NMCCA 201400248 GENERAL COURT-MARTIAL

Sentence Adjudged: 9 April 2014. Military Judge: CDR M.K. Luken, JAGC, USN. Convening Authority: Commander, Navy Region Mid-Atlantic, Norfolk, VA. Staff Judge Advocate's Recommendation: CDR S.J. Gawronski, JAGC, USN. For Appellant: LT Christopher McMahon, JAGC, USN. For Appellee: CDR Christopher Van Brackel, JAGC, USN; Capt Matthew Harris, USMC.

27 January 2015

--------------------------------------------------- OPINION OF THE COURT ---------------------------------------------------

THIS OPINION DOES NOT SERVE AS BINDING PRECEDENT, BUT MAY BE CITED AS PERSUASIVE AUTHORITY UNDER NMCCA RULE OF PRACTICE AND PROCEDURE 18.2.

PER CURIAM: A military judge sitting as a general court-martial convicted the appellant, pursuant to his pleas, of sexual assault in violation of Article 120, Uniform Code of Military Justice, 10 U.S.C. § 920. The military judge sentenced the appellant to confinement for a period of four years, reduction to pay grade E-1, forfeiture of all pay and allowances, and a dishonorable discharge.
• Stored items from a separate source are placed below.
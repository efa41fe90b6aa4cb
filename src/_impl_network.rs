use crate::{
    BooleanFunction, Edge, Network, Node, NodeId, NodeIdIterator, ObservationSource, Sign,
    UpdateType, ID_REGEX,
};
use std::collections::HashSet;

/// Methods for safely constructing new instances of `Network`s.
impl Network {
    /// Create a new empty `Network`.
    pub fn new() -> Network {
        Network::default()
    }

    /// Add a node with the given `name` and an empty function. If the node already exists,
    /// its existing id is returned.
    ///
    /// Returns `Err` when the name is not a valid identifier.
    pub fn add_node(&mut self, name: &str) -> Result<NodeId, String> {
        if let Some(id) = self.find_node(name) {
            return Ok(id);
        }
        if !ID_REGEX.is_match(name) {
            return Err(format!("Invalid node name `{}`.", name));
        }
        let id = NodeId(self.nodes.len());
        self.nodes.push(Node {
            name: name.to_string(),
            function: BooleanFunction::new(id),
        });
        self.node_to_index.insert(name.to_string(), id);
        self.successors.push(Vec::new());
        self.regulators.push(Vec::new());
        Ok(id)
    }

    /// Add a new (non-fixed) `source -> target` edge with the given `sign`.
    ///
    /// Returns `Err` if one of the nodes does not exist or the two nodes are
    /// already connected.
    pub fn add_edge(&mut self, source: NodeId, target: NodeId, sign: Sign) -> Result<(), String> {
        self.assert_node(source)?;
        self.assert_node(target)?;
        if self.find_edge(source, target).is_some() {
            return Err(format!(
                "Invalid edge: {} already regulates {}.",
                self.get_node_name(source),
                self.get_node_name(target)
            ));
        }
        self.insert_edge(Edge::new(source, target, sign));
        Ok(())
    }

    /// Remove the `source -> target` edge, returning it.
    pub fn remove_edge(&mut self, source: NodeId, target: NodeId) -> Result<Edge, String> {
        self.take_edge(source, target)
            .ok_or_else(|| self.missing_edge_message(source, target))
    }

    /// Invert the sign of the `source -> target` edge, returning the updated edge.
    pub fn flip_edge(&mut self, source: NodeId, target: NodeId) -> Result<Edge, String> {
        let message = self.missing_edge_message(source, target);
        let edge = self
            .find_edge_mut(source, target)
            .ok_or(message)?;
        edge.sign = edge.sign.flip();
        Ok(*edge)
    }

    /// Mark the `source -> target` edge as (not) fixed. Fixed edges are never changed by
    /// the repair search.
    pub fn set_fixed(&mut self, source: NodeId, target: NodeId, fixed: bool) -> Result<(), String> {
        let message = self.missing_edge_message(source, target);
        let edge = self
            .find_edge_mut(source, target)
            .ok_or(message)?;
        edge.fixed = fixed;
        Ok(())
    }

    /// Add `regulator` to the term `term_id` of the function of `target`.
    ///
    /// The edge `regulator -> target` does not have to exist yet. A function referencing
    /// a regulator without an edge is only reported once it is evaluated.
    pub fn add_regulator_to_term(
        &mut self,
        target: NodeId,
        term_id: usize,
        regulator: NodeId,
    ) -> Result<(), String> {
        self.assert_node(target)?;
        self.assert_node(regulator)?;
        self.nodes[target.0]
            .function
            .add_regulator_to_term(term_id, regulator);
        Ok(())
    }

    /// Replace the function of `node`, returning the previous one. The function is
    /// re-targeted to `node` if necessary.
    pub fn set_function(&mut self, node: NodeId, mut function: BooleanFunction) -> BooleanFunction {
        function.target = node;
        std::mem::replace(&mut self.nodes[node.0].function, function)
    }

    /// Register a new source of observations.
    ///
    /// Returns `Err` when the source would activate a second time-series semantics, since
    /// profiles of such network could not be interpreted unambiguously.
    pub fn add_observation(&mut self, name: &str, update: UpdateType) -> Result<(), String> {
        if let Some(active) = self.time_series_update() {
            if update.is_time_series() && update != active {
                return Err(format!(
                    "Cannot add {} observations `{}`: the network already uses {} time series.",
                    update, name, active
                ));
            }
        }
        self.observations.push(ObservationSource::new(name, update));
        Ok(())
    }

    /// **(internal)** Insert an edge while keeping both adjacency indices sorted.
    pub(crate) fn insert_edge(&mut self, edge: Edge) {
        let successors = &mut self.successors[edge.source.0];
        let position = successors.partition_point(|e| e.target < edge.target);
        successors.insert(position, edge);
        let regulators = &mut self.regulators[edge.target.0];
        let position = regulators.partition_point(|r| *r < edge.source);
        regulators.insert(position, edge.source);
    }

    /// **(internal)** Remove an edge from both adjacency indices, if it exists.
    pub(crate) fn take_edge(&mut self, source: NodeId, target: NodeId) -> Option<Edge> {
        if source.0 >= self.nodes.len() || target.0 >= self.nodes.len() {
            return None;
        }
        let successors = &mut self.successors[source.0];
        let position = successors.iter().position(|e| e.target == target)?;
        let edge = successors.remove(position);
        self.regulators[target.0].retain(|r| *r != source);
        Some(edge)
    }

    /// **(internal)** Find a mutable reference to an edge.
    fn find_edge_mut(&mut self, source: NodeId, target: NodeId) -> Option<&mut Edge> {
        self.successors
            .get_mut(source.0)?
            .iter_mut()
            .find(|e| e.target == target)
    }

    /// **(internal)** Utility method to ensure a node id is valid.
    fn assert_node(&self, node: NodeId) -> Result<(), String> {
        if node.0 < self.nodes.len() {
            Ok(())
        } else {
            Err(format!("Unknown node {}.", node))
        }
    }

    /// **(internal)** An error message for operations on edges that do not exist.
    fn missing_edge_message(&self, source: NodeId, target: NodeId) -> String {
        let name = |id: NodeId| {
            self.nodes
                .get(id.0)
                .map(|n| n.name.clone())
                .unwrap_or_else(|| id.to_string())
        };
        format!("Invalid edge: {} does not regulate {}.", name(source), name(target))
    }
}

/// Some basic utility methods for inspecting the `Network`.
impl Network {
    /// The number of nodes in this `Network`.
    pub fn num_nodes(&self) -> usize {
        self.nodes.len()
    }

    /// Return an iterator over all node ids of this network.
    pub fn nodes(&self) -> NodeIdIterator {
        (0..self.nodes.len()).map(NodeId)
    }

    /// Find a `NodeId` for the given name, or `None` if the node does not exist.
    pub fn find_node(&self, name: &str) -> Option<NodeId> {
        self.node_to_index.get(name).cloned()
    }

    pub fn get_node(&self, id: NodeId) -> &Node {
        &self.nodes[id.0]
    }

    /// Shorthand for `self.get_node(id).get_name()`.
    pub fn get_node_name(&self, id: NodeId) -> &str {
        &self.nodes[id.0].name
    }

    /// The function currently assigned to `node`.
    pub fn get_function(&self, node: NodeId) -> &BooleanFunction {
        &self.nodes[node.0].function
    }

    /// Find the edge `source -> target` if it exists.
    pub fn find_edge(&self, source: NodeId, target: NodeId) -> Option<&Edge> {
        self.successors
            .get(source.0)?
            .iter()
            .find(|e| e.target == target)
    }

    /// A sorted list of nodes that regulate the given `target` node.
    pub fn regulators(&self, target: NodeId) -> &[NodeId] {
        &self.regulators[target.0]
    }

    /// Outgoing edges of `source`, sorted by target.
    pub fn successors(&self, source: NodeId) -> &[Edge] {
        &self.successors[source.0]
    }

    /// All edges of this network, sorted.
    pub fn edges(&self) -> Vec<Edge> {
        let mut edges: Vec<Edge> = self.successors.iter().flatten().cloned().collect();
        edges.sort();
        edges
    }

    pub fn num_edges(&self) -> usize {
        self.successors.iter().map(|s| s.len()).sum()
    }

    pub fn observations(&self) -> &[ObservationSource] {
        &self.observations
    }

    /// The set of update semantics activated by the registered observations.
    pub fn update_types(&self) -> HashSet<UpdateType> {
        self.observations.iter().map(|o| o.update).collect()
    }

    pub fn has_steady_state_observations(&self) -> bool {
        self.observations
            .iter()
            .any(|o| o.update == UpdateType::SteadyState)
    }

    /// The time-series semantics of this network, if any time-series observations exist.
    pub fn time_series_update(&self) -> Option<UpdateType> {
        self.observations
            .iter()
            .map(|o| o.update)
            .find(|u| u.is_time_series())
    }
}

impl Node {
    pub fn get_name(&self) -> &str {
        &self.name
    }

    pub fn get_function(&self) -> &BooleanFunction {
        &self.function
    }
}

#[cfg(test)]
mod tests {
    use crate::{BooleanFunction, Network, Sign, UpdateType};
    use pretty_assertions::assert_eq;

    #[test]
    fn test_network_construction() {
        let mut network = Network::new();
        let a = network.add_node("a").unwrap();
        let b = network.add_node("b").unwrap();
        let c = network.add_node("\"long name\"").unwrap();
        assert_eq!(a, network.add_node("a").unwrap());
        assert!(network.add_node("Abc").is_err());
        assert!(network.add_node("a b").is_err());
        assert_eq!(3, network.num_nodes());
        assert_eq!(vec![a, b, c], network.nodes().collect::<Vec<_>>());

        network.add_edge(c, b, Sign::Positive).unwrap();
        network.add_edge(a, b, Sign::Negative).unwrap();
        assert!(network.add_edge(a, b, Sign::Positive).is_err());
        assert_eq!(&[a, c], network.regulators(b));
        assert_eq!(2, network.num_edges());
        assert_eq!(Sign::Negative, network.find_edge(a, b).unwrap().get_sign());
        assert!(network.find_edge(b, a).is_none());

        let flipped = network.flip_edge(a, b).unwrap();
        assert_eq!(Sign::Positive, flipped.get_sign());
        network.set_fixed(c, b, true).unwrap();
        assert!(network.find_edge(c, b).unwrap().is_fixed());
        assert!(network.flip_edge(b, c).is_err());

        let removed = network.remove_edge(a, b).unwrap();
        assert_eq!(a, removed.get_source());
        assert_eq!(&[c], network.regulators(b));
        assert!(network.successors(a).is_empty());
        assert!(network.remove_edge(a, b).is_err());
    }

    #[test]
    fn test_functions() {
        let mut network = Network::new();
        let a = network.add_node("a").unwrap();
        let b = network.add_node("b").unwrap();
        network.add_edge(a, b, Sign::Positive).unwrap();
        network.add_regulator_to_term(b, 1, a).unwrap();
        assert_eq!(&[a], network.get_function(b).regulators());
        let previous = network.set_function(b, BooleanFunction::new(a));
        assert_eq!(&[a], previous.regulators());
        assert!(network.get_function(b).is_empty());
        assert_eq!(b, network.get_function(b).get_target());
        assert_eq!("b", network.get_node(b).get_name());
    }

    #[test]
    fn test_observation_sources() {
        let mut network = Network::new();
        assert_eq!(None, network.time_series_update());
        network
            .add_observation("steady.lp", UpdateType::SteadyState)
            .unwrap();
        network
            .add_observation("series.lp", UpdateType::Asynchronous)
            .unwrap();
        network
            .add_observation("more.lp", UpdateType::Asynchronous)
            .unwrap();
        assert!(network
            .add_observation("sync.lp", UpdateType::Synchronous)
            .is_err());
        assert!(network.has_steady_state_observations());
        assert_eq!(Some(UpdateType::Asynchronous), network.time_series_update());
        assert_eq!(2, network.update_types().len());
        assert_eq!(3, network.observations().len());
    }
}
Pursuant to a pretrial agreement the convening authority mitigated the dishonorable discharge to a bad-conduct discharge, approved the remainder of the sentence as adjudged, and suspended all confinement in excess of 12 months.

In his sole assignment of error, the appellant asserts the court-martial order (CMO) incorrectly (1) lists Specification 3 as being committed by “penetration of her vulva by his penis” while the actual specification alleged “penetration of her vulva by his tongue” (emphasis added); and (2) omits Specifications 4 and 5 altogether. The appellant pled not guilty to Specifications 2 through 5 and they were withdrawn and dismissed. The Government acknowledges these errors and we agree.

The appellant offers no evidence of prejudice and we find none. He is, however, entitled to have the official records accurately reflect the results of his court-martial. United States v. Crumpley, 49 M.J. 538, 539 (N.M.Ct.Crim.App. 1998). It is ordered that the supplemental CMO correctly reflect the language, pleas, and disposition of Specifications 3 through 5.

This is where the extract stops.